You may have heard that keywords do not sync between Classic and Lightroom, and that is indeed true. However, if you *migrate* your Classic catalog to Lightroom, ALL of your existing Classic keywords will also be transferred to Lightroom (though hierarchical keywords will be flattened).


----------



## JEB (Aug 9, 2020)

Thank you for your swift reply. 
Firstly, I have mistakenly been using CC as the cloud based version of Lightroom. So I now know it should simply be referred to as Lightroom, thanks for that.
Secondly, I am delighted to learn that I had got the keyword situation totally wrong. Now that you spell it out I realise that is what I had read. That is the trouble of having read bits and pieces from different sources!
I'd better buy the book!
John


----------



## Johan Elzenga (Aug 9, 2020)

Apart from keywording by the user, Lightroom also has auto-tagging by Sensei, running at the Adobe servers. You will not see these tags, but try to search for something you did not keyword and you'll find that the subject recognition isn't at all bad.


----------



## JEB (Aug 9, 2020)

Thanks, yes I had read about this and allowed myself to believe that this was the alternative to keywords rather than an additional feature. Just bought the book and about to upgrade my plan with Adobe.
Cheers
John


----------



## prbimages (Aug 10, 2020)

Just for completeness, you should know that you do not have to move completely to the cloud version of Lightroom to take advantage of the cloud features. You can implement a hybrid workflow which involves both - although there are a few "gotchas" and things to get your head around. Feel free to ask for more details if you're interested.


----------



## JEB (Aug 10, 2020)

Hi,
Yes I would be interested in exploring this in more detail. I was operating in such a fashion about a year ago but it all seemed to fall apart recently so I decided to explore the full cloud option. I would appreciate an explanation of the hybrid process before progressing further. 
Regards
John


----------



## johnbeardy (Aug 10, 2020)

Try thinking of Cloudy Lightroom as if it's Lightroom Mobile but on your other computer.  You can run it on your main computer, if you want, but it does require care/knowledge.
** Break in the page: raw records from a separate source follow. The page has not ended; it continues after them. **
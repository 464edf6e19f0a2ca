//! Receiving side of a transfer.
//!
//! The receiver alternates between two states:
//!
//! - **scanning**: [hunt_for_signal] over the listening channels until one of
//!   them carries a frame;
//! - **collecting**: every frame is fed to a fresh [Session]. The session
//!   stores the data frames by index and checks the digest each time the last
//!   index comes around.
//!
//! A verified transfer ends reception. Too many digest mismatches in a row, or
//! too long a silence, send the receiver back to scanning from the next
//! channel with a brand new session.
use log::{debug, info, trace, warn};
use std::collections::BTreeMap;
use std::time::Instant;

use crate::channels::Channel;
use crate::config::{millis, RelayConfig};
use crate::device::frame::{self, Digest, Frame, Header};
use crate::device::Transceiver;
use crate::error::RelayError;
use crate::scan::hunt_for_signal;
use crate::shutdown::Shutdown;

/// What a frame did to the [Session].
#[derive(Debug, Clone, PartialEq, Eq)]
pub enum Step {
    /// Data frame with an index beyond the announced count.
    Ignored,
    /// Header or data frame recorded.
    Stored,
    /// Content reassembled and digest verified.
    Verified(Vec<u8>),
    /// Reassembled content does not match the digest.
    Mismatch { failures: u32 },
    /// Mismatch budget spent, the session is worthless.
    Exhausted,
}

/// Reassembly state of one transfer attempt.
///
/// Chunks are keyed by their frame index only. The digest is checked when the
/// last index arrives, and once more when the final empty slot gets filled,
/// so frames can be fed in any order.
#[derive(Debug, Clone)]
pub struct Session {
    digest: Option<Digest>,
    expected_frames: usize,
    /// Allocated by the first header only, so repeated headers keep the chunks.
    slots: Option<Vec<Option<Vec<u8>>>>,
    /// Data frames seen before any header.
    early: BTreeMap<u8, Vec<u8>>,
    failures: u32,
    failure_threshold: u32,
}

impl Session {
    pub fn new(failure_threshold: u32) -> Self {
        Self {
            digest: None,
            expected_frames: 0,
            slots: None,
            early: BTreeMap::new(),
            failures: 0,
            failure_threshold,
        }
    }

    pub fn failures(&self) -> u32 {
        self.failures
    }

    /// Number of data frames announced by the last header, if any was received.
    pub fn expected_frames(&self) -> Option<usize> {
        self.digest.map(|_| self.expected_frames)
    }

    /// Chunk stored at `index`, `None` while the slot is empty.
    pub fn slot(&self, index: usize) -> Option<&[u8]> {
        self.slots
            .as_ref()
            .and_then(|slots| slots.get(index))
            .and_then(Option::as_deref)
    }

    pub fn accept(&mut self, frame: Frame) -> Step {
        match frame {
            Frame::Header(header) => self.accept_header(header),
            Frame::Data { index, chunk } => self.accept_data(index, chunk),
        }
    }

    fn accept_header(&mut self, header: Header) -> Step {
        self.digest = Some(header.digest);
        self.expected_frames = header.expected_frames();
        if self.slots.is_some() {
            return Step::Stored;
        }
        debug!(
            "New transfer: {}B in {} frames",
            header.length, self.expected_frames
        );
        let mut slots = vec![None; self.expected_frames];
        for (index, chunk) in std::mem::take(&mut self.early) {
            if let Some(slot) = slots.get_mut(index as usize) {
                *slot = Some(chunk);
            }
        }
        let complete = slots.iter().all(Option::is_some);
        self.slots = Some(slots);
        // An empty transfer has no last data frame to wait for.
        if complete {
            return self.verify();
        }
        Step::Stored
    }

    fn accept_data(&mut self, index: u8, chunk: Vec<u8>) -> Step {
        let Some(slots) = self.slots.as_mut() else {
            trace!("Frame {} kept until a header shows up", index);
            self.early.insert(index, chunk);
            return Step::Stored;
        };
        let Some(slot) = slots.get_mut(index as usize) else {
            debug!("Frame {} ignored: out of the {} slots", index, slots.len());
            return Step::Ignored;
        };
        let filled_a_hole = slot.replace(chunk).is_none();
        let last = index as usize + 1 == self.expected_frames;
        if last || (filled_a_hole && slots.iter().all(Option::is_some)) {
            return self.verify();
        }
        Step::Stored
    }

    fn verify(&mut self) -> Step {
        let content = self.assemble();
        if Some(frame::digest(&content)) == self.digest {
            return Step::Verified(content);
        }
        self.failures += 1;
        if self.failures >= self.failure_threshold {
            Step::Exhausted
        } else {
            Step::Mismatch {
                failures: self.failures,
            }
        }
    }

    fn assemble(&self) -> Vec<u8> {
        self.slots
            .as_deref()
            .unwrap_or_default()
            .iter()
            .flatten()
            .flatten()
            .copied()
            .collect()
    }
}

/// Receive state machine bound to one radio and its listening channels.
pub struct Receiver<'a, T: Transceiver> {
    radio: &'a mut T,
    other: &'a [Channel],
    config: &'a RelayConfig,
    shutdown: &'a Shutdown,
    hunt_index: usize,
}

impl<'a, T: Transceiver> Receiver<'a, T> {
    pub fn new(
        radio: &'a mut T,
        other: &'a [Channel],
        config: &'a RelayConfig,
        shutdown: &'a Shutdown,
    ) -> Self {
        Self {
            radio,
            other,
            config,
            shutdown,
            hunt_index: 0,
        }
    }

    /// Blocks until a transfer is verified and returns its content.
    pub fn receive(&mut self) -> Result<Vec<u8>, RelayError<T::Error>> {
        loop {
            let (channel, index) = hunt_for_signal(
                &mut *self.radio,
                self.other,
                self.hunt_index,
                self.config,
                self.shutdown,
            )?;
            self.hunt_index = index;
            if let Some(content) = self.collect(channel)? {
                return Ok(content);
            }
            self.hunt_index = self.hunt_index.wrapping_add(1);
        }
    }

    /// Collects frames on `channel` with a fresh session. `None` means the
    /// channel was given up and hunting must resume.
    fn collect(&mut self, channel: Channel) -> Result<Option<Vec<u8>>, RelayError<T::Error>> {
        self.radio
            .tune(channel)
            .map_err(RelayError::InternalRadioError)?;
        let mut session = Session::new(self.config.failure_threshold);
        let mut last_activity = Instant::now();
        loop {
            self.shutdown.check()?;
            if !self
                .radio
                .has_incoming_frame()
                .map_err(RelayError::InternalRadioError)?
            {
                if last_activity.elapsed() > self.config.silence_timeout {
                    warn!(
                        "No frame on channel {} for {:?}, hunting again",
                        channel, self.config.silence_timeout
                    );
                    return Ok(None);
                }
                self.radio.delay_ms(millis(self.config.poll_interval));
                continue;
            }

            let bytes = self
                .radio
                .read_frame()
                .map_err(RelayError::InternalRadioError)?;
            last_activity = Instant::now();
            let frame = match Frame::try_from_bytes(&bytes) {
                Ok(frame) => frame,
                Err(err) => {
                    debug!("Dropping frame: {}", err);
                    continue;
                }
            };
            match session.accept(frame) {
                Step::Verified(content) => {
                    info!("Transfer of {}B verified on channel {}", content.len(), channel);
                    return Ok(Some(content));
                }
                Step::Mismatch { failures } => {
                    warn!(
                        "Digest mismatch on channel {} ({}/{})",
                        channel, failures, self.config.failure_threshold
                    );
                }
                Step::Exhausted => {
                    warn!(
                        "Giving up channel {} after {} digest mismatches",
                        channel,
                        session.failures()
                    );
                    return Ok(None);
                }
                Step::Stored | Step::Ignored => {}
            }
        }
    }
}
So in this "Lightroom Mobile on the laptop" scenario your Classic Lightroom remains the master  of your files, and Cloudy/Mobile gives you mobile integration. You can shoot or process pictures in the Cloudy/Mobile ecosystem, with the results being synced back into your master catalogue, and you might use the Cloudy/Mobile AI to search for pictures using terms that you may not have entered as keywords (eg search for yellow). But because Adobe failed to integrate keywords between the two hemispheres of the Lightroom world you would only add keywords in Classic. Entering titles, captions, ratings and flags is safe because Adobe did a proper job of integrating them.

The good thing is that if you are careful, you can proceed in baby steps. Don't jump straight in.


----------



## JEB (Aug 10, 2020)

Hi,
Firstly, thank you all very much for your comments.
I have decided to go for the full migration to Lightroom (cloud).
My recent/current experience of having lost synchronisation between my iPhone and Classic suggests that personally, not having the experience or knowledge, a workaround solution is not for me, advisable .
My reason for not going down this route a few years ago were largely based on doubts around the integrity / reliability of cloud based systems plus the feature differences between Classic and Cloud. I have been using a number of cloud based facilities, like Onedrive, in recent times and much appreciate their benefits. I note that feature differences between Classic and Cloud are reducing and believe that I can live with this.
I will almost certainly retain the option of saving to a local hard drive as a safeguard. In order to keep comfortably within my 1TB capacity I plan, once the migration has been completed, to cull the cloud based images I have been too scared to cull before!
Once again thank you all for enabling me to come to a decision.
John


----------